▶ _Task brief_
With the records as your source, report how many lines contain "RuleKind". Add no other words.

━━━━━━━━━━

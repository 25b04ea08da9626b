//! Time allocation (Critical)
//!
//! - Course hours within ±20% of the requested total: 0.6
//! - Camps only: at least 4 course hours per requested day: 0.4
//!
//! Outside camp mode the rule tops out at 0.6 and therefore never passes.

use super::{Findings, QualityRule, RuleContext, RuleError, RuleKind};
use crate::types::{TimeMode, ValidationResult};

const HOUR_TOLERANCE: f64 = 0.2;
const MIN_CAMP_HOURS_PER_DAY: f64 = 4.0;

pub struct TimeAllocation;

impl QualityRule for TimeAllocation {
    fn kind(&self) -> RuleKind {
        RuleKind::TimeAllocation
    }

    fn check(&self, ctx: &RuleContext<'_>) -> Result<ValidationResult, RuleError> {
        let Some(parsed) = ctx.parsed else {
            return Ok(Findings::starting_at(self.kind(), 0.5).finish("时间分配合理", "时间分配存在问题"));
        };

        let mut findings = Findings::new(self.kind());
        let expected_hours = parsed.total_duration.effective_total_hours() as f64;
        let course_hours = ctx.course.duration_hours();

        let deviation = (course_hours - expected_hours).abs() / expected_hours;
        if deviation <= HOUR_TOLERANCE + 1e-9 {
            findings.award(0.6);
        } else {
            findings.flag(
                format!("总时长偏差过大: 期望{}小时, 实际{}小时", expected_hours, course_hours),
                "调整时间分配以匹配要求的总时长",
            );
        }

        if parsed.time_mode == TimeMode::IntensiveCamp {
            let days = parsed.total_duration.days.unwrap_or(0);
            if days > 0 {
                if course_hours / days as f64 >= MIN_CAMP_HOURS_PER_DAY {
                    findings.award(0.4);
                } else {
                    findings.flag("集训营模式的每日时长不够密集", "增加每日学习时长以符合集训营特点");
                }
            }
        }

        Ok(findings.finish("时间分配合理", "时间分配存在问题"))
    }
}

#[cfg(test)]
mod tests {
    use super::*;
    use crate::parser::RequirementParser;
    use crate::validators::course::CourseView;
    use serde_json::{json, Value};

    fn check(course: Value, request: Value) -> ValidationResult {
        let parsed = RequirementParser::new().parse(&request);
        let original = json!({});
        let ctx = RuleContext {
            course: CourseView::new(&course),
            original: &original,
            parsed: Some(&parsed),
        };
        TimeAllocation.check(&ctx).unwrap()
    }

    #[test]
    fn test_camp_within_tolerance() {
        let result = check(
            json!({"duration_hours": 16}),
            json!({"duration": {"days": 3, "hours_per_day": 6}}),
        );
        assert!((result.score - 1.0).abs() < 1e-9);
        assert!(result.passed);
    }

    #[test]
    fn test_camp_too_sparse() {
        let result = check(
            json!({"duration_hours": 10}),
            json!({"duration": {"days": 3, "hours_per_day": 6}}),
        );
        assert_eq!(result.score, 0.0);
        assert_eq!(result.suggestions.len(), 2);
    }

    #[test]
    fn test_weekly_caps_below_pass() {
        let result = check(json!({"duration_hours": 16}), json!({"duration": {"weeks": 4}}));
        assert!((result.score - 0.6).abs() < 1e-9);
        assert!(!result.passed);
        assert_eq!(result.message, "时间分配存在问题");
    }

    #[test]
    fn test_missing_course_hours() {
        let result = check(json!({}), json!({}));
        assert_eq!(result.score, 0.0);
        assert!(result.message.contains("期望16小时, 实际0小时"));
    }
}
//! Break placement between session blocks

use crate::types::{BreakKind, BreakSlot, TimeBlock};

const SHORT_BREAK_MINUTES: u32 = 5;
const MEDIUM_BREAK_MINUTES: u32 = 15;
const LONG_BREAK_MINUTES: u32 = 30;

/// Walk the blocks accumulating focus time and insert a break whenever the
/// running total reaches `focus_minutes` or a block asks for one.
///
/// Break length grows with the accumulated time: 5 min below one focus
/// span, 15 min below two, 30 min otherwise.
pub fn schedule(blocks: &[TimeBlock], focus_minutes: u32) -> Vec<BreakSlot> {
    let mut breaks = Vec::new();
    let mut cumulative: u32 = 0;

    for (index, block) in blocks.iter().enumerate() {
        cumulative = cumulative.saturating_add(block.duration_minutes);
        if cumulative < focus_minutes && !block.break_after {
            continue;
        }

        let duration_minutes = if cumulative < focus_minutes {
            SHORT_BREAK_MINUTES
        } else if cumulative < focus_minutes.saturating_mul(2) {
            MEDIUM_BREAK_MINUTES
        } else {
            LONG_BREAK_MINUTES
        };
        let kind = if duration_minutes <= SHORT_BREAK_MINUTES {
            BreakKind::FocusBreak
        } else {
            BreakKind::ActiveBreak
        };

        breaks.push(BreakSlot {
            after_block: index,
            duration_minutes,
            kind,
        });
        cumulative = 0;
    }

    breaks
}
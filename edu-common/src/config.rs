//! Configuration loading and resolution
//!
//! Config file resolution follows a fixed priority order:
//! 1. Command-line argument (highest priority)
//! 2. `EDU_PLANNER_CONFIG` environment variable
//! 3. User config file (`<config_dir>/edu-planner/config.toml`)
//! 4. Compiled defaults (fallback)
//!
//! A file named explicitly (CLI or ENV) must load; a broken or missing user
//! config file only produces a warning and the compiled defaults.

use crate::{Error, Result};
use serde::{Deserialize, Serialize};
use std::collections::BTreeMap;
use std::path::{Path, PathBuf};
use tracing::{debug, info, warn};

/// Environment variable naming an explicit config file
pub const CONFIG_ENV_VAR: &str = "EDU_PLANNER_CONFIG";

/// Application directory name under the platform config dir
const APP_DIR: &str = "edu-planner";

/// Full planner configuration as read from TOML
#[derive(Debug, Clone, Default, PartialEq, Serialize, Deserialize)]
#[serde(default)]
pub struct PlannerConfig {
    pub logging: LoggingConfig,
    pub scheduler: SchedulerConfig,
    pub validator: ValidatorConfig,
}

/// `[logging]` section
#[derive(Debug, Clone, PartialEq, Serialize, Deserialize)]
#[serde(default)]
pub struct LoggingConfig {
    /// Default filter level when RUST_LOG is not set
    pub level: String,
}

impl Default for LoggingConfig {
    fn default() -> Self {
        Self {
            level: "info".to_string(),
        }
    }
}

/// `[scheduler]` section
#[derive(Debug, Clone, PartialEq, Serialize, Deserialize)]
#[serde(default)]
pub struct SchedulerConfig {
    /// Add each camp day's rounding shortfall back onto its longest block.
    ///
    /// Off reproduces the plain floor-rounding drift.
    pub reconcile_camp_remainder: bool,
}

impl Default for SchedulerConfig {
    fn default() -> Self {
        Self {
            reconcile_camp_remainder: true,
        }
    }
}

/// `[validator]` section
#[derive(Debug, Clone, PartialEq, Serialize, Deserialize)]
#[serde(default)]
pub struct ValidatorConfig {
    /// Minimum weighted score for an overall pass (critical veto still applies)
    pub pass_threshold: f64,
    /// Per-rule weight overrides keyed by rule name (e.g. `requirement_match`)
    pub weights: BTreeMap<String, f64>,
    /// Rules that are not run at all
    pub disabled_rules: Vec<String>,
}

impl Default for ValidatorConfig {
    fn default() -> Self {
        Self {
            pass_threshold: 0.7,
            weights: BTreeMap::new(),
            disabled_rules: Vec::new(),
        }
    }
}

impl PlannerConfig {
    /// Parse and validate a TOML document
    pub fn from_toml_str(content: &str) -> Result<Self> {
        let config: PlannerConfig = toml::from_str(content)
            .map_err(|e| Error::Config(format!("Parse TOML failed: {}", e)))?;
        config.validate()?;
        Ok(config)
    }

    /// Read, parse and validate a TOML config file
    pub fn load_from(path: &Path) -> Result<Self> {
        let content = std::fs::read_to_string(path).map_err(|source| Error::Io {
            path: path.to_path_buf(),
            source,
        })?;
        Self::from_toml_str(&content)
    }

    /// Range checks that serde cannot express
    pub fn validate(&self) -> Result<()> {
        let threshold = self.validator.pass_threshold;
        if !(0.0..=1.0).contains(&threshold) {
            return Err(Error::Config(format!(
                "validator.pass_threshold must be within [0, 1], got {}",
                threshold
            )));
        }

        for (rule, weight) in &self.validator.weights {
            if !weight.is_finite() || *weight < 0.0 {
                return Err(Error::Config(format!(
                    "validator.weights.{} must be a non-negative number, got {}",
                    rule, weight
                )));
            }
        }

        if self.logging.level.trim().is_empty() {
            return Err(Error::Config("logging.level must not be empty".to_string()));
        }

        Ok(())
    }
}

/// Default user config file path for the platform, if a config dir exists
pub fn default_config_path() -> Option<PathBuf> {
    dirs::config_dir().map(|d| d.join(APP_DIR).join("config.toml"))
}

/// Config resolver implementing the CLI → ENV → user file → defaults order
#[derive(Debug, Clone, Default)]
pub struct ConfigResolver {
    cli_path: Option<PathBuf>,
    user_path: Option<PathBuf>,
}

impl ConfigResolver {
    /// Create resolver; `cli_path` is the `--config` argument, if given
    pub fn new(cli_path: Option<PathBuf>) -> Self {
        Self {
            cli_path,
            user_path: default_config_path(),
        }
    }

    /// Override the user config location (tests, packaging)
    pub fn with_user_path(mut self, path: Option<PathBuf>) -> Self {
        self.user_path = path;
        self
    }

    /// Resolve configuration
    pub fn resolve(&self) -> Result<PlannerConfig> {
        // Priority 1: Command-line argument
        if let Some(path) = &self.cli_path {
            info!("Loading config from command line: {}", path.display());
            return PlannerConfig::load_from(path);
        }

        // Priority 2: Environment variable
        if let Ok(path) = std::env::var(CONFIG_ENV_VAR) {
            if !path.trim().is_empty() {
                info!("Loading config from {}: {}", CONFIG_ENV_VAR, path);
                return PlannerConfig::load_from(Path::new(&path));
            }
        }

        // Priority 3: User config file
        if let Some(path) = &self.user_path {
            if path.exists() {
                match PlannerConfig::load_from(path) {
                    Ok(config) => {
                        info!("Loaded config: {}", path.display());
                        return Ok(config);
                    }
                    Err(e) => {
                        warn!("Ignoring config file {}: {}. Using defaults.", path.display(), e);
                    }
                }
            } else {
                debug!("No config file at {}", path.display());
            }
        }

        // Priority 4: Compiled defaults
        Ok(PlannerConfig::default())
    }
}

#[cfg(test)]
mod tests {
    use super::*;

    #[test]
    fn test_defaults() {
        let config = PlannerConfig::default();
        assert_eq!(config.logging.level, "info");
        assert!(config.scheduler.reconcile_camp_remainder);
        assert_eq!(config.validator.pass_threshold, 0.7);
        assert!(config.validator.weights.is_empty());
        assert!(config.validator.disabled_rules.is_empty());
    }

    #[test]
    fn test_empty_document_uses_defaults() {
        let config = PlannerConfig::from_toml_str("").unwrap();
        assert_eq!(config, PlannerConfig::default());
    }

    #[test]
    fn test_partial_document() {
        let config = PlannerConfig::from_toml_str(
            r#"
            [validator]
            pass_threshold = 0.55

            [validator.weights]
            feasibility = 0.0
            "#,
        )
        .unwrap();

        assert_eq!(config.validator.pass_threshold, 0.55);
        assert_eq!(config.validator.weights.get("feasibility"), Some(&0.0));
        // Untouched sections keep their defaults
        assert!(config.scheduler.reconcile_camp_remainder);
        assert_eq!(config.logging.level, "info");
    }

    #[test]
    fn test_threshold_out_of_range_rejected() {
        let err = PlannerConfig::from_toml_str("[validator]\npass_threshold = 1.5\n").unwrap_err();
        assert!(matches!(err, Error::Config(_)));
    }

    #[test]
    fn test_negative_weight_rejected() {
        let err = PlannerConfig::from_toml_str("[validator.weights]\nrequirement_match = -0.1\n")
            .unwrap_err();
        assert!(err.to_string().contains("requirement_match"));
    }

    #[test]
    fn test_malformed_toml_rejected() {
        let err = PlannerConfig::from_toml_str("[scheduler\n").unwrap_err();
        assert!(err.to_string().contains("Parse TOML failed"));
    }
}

━━━━━━━━━━

▶ _Completed task_
3